I would argue that private equity has had a longer deleterious effect on product development, and also some IPOs have turned out disastrous, but it isn't a hard and fast rule to say that a company, once it goes public, automatically turns against its userbase.
I paid for it recently. So far it's been a mixed bag for me. The core works as intended, but little annoyances can add up.
I love that the design is small and light, but almost none of the languages is use are supported by Pygments for highlighting so someone browsing the code may find it off putting (GitLab I can use gitattributes to select a different but compatible Rouge highlighter). I like that NixOS is a first-class compatible image, but GitLab offered more in build options (run certain tasks only on tags, run this job on a cron, etc.). I love that I can push any markup I want to the ‘README’ of a project, but I wouldn't have to if Markdown wasn't the only option (MD's so limiting without admonitions, definition lists, block titles, ToC, etc.). Project discovery has a lot to be desired, but at least it doesn’t have gamification like “stargazers”.

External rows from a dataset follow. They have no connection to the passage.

// Shared test fixture for the SubmitTimesheetEntry command, seeded from JSON.

use crate::modules::time_tracking::core::session::TimedSubject;
use crate::modules::time_tracking::use_cases::submit_timesheet_entry::command::SubmitTimesheetEntry;
use serde::Deserialize;

const FIXTURE: &str = include_str!("json/submit_timesheet_entry.json");

#[derive(Debug, Clone, Deserialize)]
pub struct SubmitTimesheetEntryDto {
    pub user_id: String,
    pub project_id: String,
    pub task_id: Option<String>,
    pub elapsed_seconds: u64,
    pub stopped_at_ms: i64,
}

pub struct SubmitTimesheetEntryBuilder {
    inner: SubmitTimesheetEntry,
}

impl Default for SubmitTimesheetEntryBuilder {
    fn default() -> Self {
        Self::new()
    }
}

#[allow(dead_code)]
impl SubmitTimesheetEntryBuilder {
    pub fn new() -> Self {
        let dto: SubmitTimesheetEntryDto = serde_json::from_str(FIXTURE).unwrap();
        Self {
            inner: SubmitTimesheetEntry {
                user_id: dto.user_id,
                subject: TimedSubject::new(dto.project_id, dto.task_id),
                elapsed_seconds: dto.elapsed_seconds,
                description: None,
                stopped_at_ms: dto.stopped_at_ms,
            },
        }
    }

    pub fn user_id(mut self, v: impl Into<String>) -> Self {
        self.inner.user_id = v.into();
        self
    }

    pub fn project_id(mut self, v: impl Into<String>) -> Self {
        self.inner.subject.project_id = v.into();
        self
    }

    pub fn task_id(mut self, v: Option<String>) -> Self {
        self.inner.subject.task_id = v;
        self
    }

    pub fn elapsed_seconds(mut self, v: u64) -> Self {
        self.inner.elapsed_seconds = v;
        self
    }

    pub fn description(mut self, v: impl Into<String>) -> Self {
        self.inner.description = Some(v.into());
        self
    }

    pub fn stopped_at_ms(mut self, v: i64) -> Self {
        self.inner.stopped_at_ms = v;
        self
    }

    pub fn build(self) -> SubmitTimesheetEntry {
        self.inner
    }
}

#[cfg(test)]
mod submit_timesheet_entry_builder_tests {
    use super::*;
    use rstest::rstest;

    #[rstest]
    fn default_delegates_to_new_and_parses_json() {
        let built = SubmitTimesheetEntryBuilder::default().build();
        assert_eq!(built.user_id, "user-fixed-0001");
        assert_eq!(built.subject.project_id, "project-0001");
        assert_eq!(built.subject.task_id.as_deref(), Some("task-0001"));
        assert_eq!(built.elapsed_seconds, 125);
        assert_eq!(built.stopped_at_ms, 1_700_000_000_000);
        assert_eq!(built.description, None);
    }

    #[rstest]
    fn setters_override_all_fields_and_build_returns_inner() {
        let custom = SubmitTimesheetEntryBuilder::new()
            .user_id("uid-456")
            .project_id("pid-789")
            .task_id(None)
            .elapsed_seconds(42)
            .description("desc")
            .stopped_at_ms(3_333)
            .build();

        assert_eq!(custom.user_id, "uid-456");
        assert_eq!(custom.subject, TimedSubject::new("pid-789", None));
        assert_eq!(custom.elapsed_seconds, 42);
        assert_eq!(custom.description.as_deref(), Some("desc"));
        assert_eq!(custom.stopped_at_ms, 3_333);
    }
}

In my opinion public exit has been twisted 180 degrees. The reason for a company going public is to raise capital that individuals do not have to expand the business - build new factories, hire or whatever. After all there is much more money distributed in the public than few individuals have and in exchange you get shares in the company.
I don't think GitLab is in need of that, what a lot of companies are doing now when they go public is just a method of 'cashing out'. When you have a great product as a private company your income comes from the users and you tailor and improve your product for their needs. When you go public in the above sense you're cashing out and suddenly the users shift to a product and shareholders are now what you cater for while trying to milk your 'users' as much as possible without them quitting.
While it's true sometimes shareholder interests can lead to the users getting screwed, that's a very short term and dangerous game to play. It's the equivalent of killing the Golden Goose. Companies that play that game may find themselves out of business in short order. They're opening opportunities for the competition.